• **What the exercise asks**:
The lines from the top of the data down to the line with "pub fn child(rel: &str)" should be repeated exactly, both ends included.

• **Material provided**:

────────────────

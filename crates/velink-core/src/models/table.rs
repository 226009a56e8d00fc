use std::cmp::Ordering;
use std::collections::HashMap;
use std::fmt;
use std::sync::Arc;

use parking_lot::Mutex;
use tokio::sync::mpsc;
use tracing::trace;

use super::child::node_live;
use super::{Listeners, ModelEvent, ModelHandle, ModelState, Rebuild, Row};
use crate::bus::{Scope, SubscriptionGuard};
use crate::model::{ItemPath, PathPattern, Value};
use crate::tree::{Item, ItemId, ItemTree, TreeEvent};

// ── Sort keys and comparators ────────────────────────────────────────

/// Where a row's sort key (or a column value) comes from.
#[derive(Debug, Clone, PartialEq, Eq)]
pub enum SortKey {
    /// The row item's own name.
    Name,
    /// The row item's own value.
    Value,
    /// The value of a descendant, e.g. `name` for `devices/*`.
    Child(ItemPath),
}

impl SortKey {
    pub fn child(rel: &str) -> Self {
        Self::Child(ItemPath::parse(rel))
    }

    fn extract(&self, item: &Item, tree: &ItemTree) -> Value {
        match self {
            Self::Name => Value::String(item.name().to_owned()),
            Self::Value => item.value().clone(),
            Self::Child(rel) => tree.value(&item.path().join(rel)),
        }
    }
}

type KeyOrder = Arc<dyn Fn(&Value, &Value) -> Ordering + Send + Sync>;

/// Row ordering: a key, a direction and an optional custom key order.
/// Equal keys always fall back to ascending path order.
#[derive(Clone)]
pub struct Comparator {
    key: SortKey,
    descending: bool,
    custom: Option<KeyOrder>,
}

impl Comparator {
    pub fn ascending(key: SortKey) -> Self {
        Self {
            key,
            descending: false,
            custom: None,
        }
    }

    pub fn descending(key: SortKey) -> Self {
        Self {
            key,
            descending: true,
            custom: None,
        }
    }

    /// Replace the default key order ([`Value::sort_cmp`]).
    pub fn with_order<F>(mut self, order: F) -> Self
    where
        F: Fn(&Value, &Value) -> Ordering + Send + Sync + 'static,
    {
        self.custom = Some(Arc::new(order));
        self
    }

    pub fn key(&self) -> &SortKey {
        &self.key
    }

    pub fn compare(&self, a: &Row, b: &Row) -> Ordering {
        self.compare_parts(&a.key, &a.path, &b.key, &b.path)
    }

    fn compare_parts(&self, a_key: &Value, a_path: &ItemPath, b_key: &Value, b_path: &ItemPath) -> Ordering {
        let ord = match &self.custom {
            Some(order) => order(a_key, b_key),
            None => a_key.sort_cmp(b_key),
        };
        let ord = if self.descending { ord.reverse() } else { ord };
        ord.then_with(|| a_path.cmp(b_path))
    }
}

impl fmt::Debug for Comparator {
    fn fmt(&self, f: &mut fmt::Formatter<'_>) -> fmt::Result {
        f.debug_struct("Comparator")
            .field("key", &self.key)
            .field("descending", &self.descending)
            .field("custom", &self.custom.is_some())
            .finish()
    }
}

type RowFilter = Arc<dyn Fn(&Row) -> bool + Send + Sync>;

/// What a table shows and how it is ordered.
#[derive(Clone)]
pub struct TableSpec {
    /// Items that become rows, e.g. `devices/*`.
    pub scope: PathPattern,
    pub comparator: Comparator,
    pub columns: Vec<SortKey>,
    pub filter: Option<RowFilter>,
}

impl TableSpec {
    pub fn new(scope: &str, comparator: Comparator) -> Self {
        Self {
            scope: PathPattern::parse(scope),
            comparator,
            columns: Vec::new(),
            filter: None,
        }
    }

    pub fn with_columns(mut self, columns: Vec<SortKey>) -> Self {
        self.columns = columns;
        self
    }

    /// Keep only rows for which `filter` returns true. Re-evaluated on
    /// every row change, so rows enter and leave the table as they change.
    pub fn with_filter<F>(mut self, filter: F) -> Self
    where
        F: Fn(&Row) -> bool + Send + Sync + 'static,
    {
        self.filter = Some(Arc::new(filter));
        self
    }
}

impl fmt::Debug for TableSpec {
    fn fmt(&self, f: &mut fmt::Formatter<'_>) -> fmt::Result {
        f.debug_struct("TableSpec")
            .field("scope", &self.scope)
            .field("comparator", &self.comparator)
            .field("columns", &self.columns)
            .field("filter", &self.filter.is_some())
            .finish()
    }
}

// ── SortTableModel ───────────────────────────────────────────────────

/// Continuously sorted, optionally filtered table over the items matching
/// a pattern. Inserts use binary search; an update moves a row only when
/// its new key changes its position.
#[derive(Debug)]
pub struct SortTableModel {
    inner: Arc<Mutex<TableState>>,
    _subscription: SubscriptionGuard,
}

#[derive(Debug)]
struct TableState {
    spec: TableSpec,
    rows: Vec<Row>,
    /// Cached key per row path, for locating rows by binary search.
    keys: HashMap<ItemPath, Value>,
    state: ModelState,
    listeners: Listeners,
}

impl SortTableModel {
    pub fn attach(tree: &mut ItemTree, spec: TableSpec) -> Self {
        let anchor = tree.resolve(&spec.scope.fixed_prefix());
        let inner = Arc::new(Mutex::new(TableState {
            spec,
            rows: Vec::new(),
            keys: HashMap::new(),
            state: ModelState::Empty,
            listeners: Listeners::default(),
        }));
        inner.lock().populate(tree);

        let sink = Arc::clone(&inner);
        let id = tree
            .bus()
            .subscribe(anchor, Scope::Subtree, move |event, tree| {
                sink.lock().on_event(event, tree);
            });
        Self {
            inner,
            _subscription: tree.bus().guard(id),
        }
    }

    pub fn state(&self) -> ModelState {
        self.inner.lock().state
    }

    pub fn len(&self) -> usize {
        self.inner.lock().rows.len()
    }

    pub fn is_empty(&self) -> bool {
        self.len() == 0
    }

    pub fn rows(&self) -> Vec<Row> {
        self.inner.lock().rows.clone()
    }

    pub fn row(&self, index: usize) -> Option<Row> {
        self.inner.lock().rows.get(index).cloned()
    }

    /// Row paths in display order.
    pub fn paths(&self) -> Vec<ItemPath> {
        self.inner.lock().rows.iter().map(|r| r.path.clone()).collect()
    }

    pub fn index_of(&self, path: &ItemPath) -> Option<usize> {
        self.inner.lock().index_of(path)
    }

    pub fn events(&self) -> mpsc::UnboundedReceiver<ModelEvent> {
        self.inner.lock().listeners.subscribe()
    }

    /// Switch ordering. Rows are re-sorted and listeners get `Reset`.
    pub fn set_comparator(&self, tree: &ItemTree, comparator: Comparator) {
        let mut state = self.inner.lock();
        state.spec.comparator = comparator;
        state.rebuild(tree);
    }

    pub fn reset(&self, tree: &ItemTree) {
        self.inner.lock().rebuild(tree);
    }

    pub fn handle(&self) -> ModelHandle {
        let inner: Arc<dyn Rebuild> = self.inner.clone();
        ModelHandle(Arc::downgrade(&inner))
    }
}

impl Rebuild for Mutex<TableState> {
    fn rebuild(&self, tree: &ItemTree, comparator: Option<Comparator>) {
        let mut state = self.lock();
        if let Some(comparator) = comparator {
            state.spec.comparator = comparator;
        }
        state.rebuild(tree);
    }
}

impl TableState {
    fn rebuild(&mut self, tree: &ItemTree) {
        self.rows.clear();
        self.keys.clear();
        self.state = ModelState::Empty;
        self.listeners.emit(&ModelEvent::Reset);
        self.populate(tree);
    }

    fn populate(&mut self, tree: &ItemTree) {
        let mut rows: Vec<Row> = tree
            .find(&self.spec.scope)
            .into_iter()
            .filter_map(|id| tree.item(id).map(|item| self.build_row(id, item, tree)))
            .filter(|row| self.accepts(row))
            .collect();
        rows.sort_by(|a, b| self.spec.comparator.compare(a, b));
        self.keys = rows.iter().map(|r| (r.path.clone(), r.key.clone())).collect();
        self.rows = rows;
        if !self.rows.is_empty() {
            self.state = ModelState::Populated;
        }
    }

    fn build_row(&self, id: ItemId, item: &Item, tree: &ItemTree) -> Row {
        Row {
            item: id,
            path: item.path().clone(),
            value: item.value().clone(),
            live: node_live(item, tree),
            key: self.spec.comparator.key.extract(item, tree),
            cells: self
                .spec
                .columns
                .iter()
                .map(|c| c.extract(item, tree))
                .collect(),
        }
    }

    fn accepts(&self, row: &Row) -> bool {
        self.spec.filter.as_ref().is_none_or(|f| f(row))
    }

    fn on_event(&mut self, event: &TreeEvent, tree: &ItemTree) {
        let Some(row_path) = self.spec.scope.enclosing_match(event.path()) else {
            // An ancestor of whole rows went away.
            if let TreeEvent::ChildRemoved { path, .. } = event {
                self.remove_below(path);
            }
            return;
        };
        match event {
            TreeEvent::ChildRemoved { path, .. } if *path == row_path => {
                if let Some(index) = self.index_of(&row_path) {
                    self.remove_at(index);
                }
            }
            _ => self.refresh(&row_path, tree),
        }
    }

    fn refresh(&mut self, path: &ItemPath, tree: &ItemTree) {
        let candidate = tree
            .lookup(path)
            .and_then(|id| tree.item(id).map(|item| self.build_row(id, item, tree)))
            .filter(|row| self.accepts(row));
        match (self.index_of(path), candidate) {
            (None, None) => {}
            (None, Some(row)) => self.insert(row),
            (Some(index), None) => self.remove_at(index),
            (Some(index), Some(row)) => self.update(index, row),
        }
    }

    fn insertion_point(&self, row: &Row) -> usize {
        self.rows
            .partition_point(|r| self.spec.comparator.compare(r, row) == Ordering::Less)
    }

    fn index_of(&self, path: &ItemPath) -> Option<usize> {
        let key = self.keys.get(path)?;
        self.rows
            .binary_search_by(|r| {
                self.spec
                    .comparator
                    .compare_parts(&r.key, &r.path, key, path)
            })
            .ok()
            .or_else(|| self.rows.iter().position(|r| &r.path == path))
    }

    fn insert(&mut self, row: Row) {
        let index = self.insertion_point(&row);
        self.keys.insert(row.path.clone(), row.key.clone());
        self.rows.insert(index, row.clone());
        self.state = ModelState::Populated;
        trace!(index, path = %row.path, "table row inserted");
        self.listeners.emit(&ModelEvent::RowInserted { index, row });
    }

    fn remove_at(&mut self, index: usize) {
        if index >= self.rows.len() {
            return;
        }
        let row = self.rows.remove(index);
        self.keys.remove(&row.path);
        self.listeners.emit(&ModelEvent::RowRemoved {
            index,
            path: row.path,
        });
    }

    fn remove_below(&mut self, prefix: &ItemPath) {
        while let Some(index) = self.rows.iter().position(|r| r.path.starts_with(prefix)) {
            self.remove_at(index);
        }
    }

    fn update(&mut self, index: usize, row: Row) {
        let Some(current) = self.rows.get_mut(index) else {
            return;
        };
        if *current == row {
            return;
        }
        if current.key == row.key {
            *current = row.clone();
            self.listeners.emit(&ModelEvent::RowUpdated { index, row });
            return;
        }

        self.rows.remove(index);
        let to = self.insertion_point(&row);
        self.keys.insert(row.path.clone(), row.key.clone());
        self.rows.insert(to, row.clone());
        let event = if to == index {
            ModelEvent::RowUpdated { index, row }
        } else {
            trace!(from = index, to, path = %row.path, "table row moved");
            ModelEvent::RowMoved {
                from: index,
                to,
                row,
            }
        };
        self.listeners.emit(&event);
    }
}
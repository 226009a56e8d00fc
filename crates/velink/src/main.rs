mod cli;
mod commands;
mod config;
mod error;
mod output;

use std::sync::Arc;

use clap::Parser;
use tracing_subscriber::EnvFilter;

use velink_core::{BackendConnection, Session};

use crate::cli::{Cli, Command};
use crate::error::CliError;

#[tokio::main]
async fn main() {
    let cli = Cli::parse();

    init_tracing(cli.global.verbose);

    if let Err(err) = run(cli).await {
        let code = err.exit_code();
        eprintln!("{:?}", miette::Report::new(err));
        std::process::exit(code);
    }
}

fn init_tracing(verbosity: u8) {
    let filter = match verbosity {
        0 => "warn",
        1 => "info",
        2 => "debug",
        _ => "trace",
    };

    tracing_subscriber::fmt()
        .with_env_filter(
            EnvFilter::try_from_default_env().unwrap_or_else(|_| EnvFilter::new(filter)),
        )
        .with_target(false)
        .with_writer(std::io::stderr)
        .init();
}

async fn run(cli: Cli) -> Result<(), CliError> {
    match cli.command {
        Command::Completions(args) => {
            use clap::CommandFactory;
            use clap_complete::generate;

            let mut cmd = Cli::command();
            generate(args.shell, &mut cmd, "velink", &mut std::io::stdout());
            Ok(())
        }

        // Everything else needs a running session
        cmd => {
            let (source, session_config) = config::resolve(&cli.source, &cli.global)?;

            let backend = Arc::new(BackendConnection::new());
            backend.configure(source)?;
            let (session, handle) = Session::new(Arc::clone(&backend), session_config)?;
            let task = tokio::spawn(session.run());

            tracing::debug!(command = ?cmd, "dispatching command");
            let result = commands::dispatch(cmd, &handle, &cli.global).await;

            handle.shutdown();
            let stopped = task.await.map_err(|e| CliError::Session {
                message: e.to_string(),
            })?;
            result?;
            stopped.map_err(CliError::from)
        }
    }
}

────────────────

• **Answer**:
filename crates/velink-core/src/models/table.rs
repository 226009a56e8d00fc
use std::cmp::Ordering;
use std::collections::HashMap;
use std::fmt;
use std::sync::Arc;

use parking_lot::Mutex;
use tokio::sync::mpsc;
use tracing::trace;

use super::child::node_live;
use super::{Listeners, ModelEvent, ModelHandle, ModelState, Rebuild, Row};
use crate::bus::{Scope, SubscriptionGuard};
use crate::model::{ItemPath, PathPattern, Value};
use crate::tree::{Item, ItemId, ItemTree, TreeEvent};

// ── Sort keys and comparators ────────────────────────────────────────

/// Where a row's sort key (or a column value) comes from.
#[derive(Debug, Clone, PartialEq, Eq)]
pub enum SortKey {
    /// The row item's own name.
    Name,
    /// The row item's own value.
    Value,
    /// The value of a descendant, e.g. `name` for `devices/*`.
    Child(ItemPath),
}

impl SortKey {
    pub fn child(rel: &str) -> Self {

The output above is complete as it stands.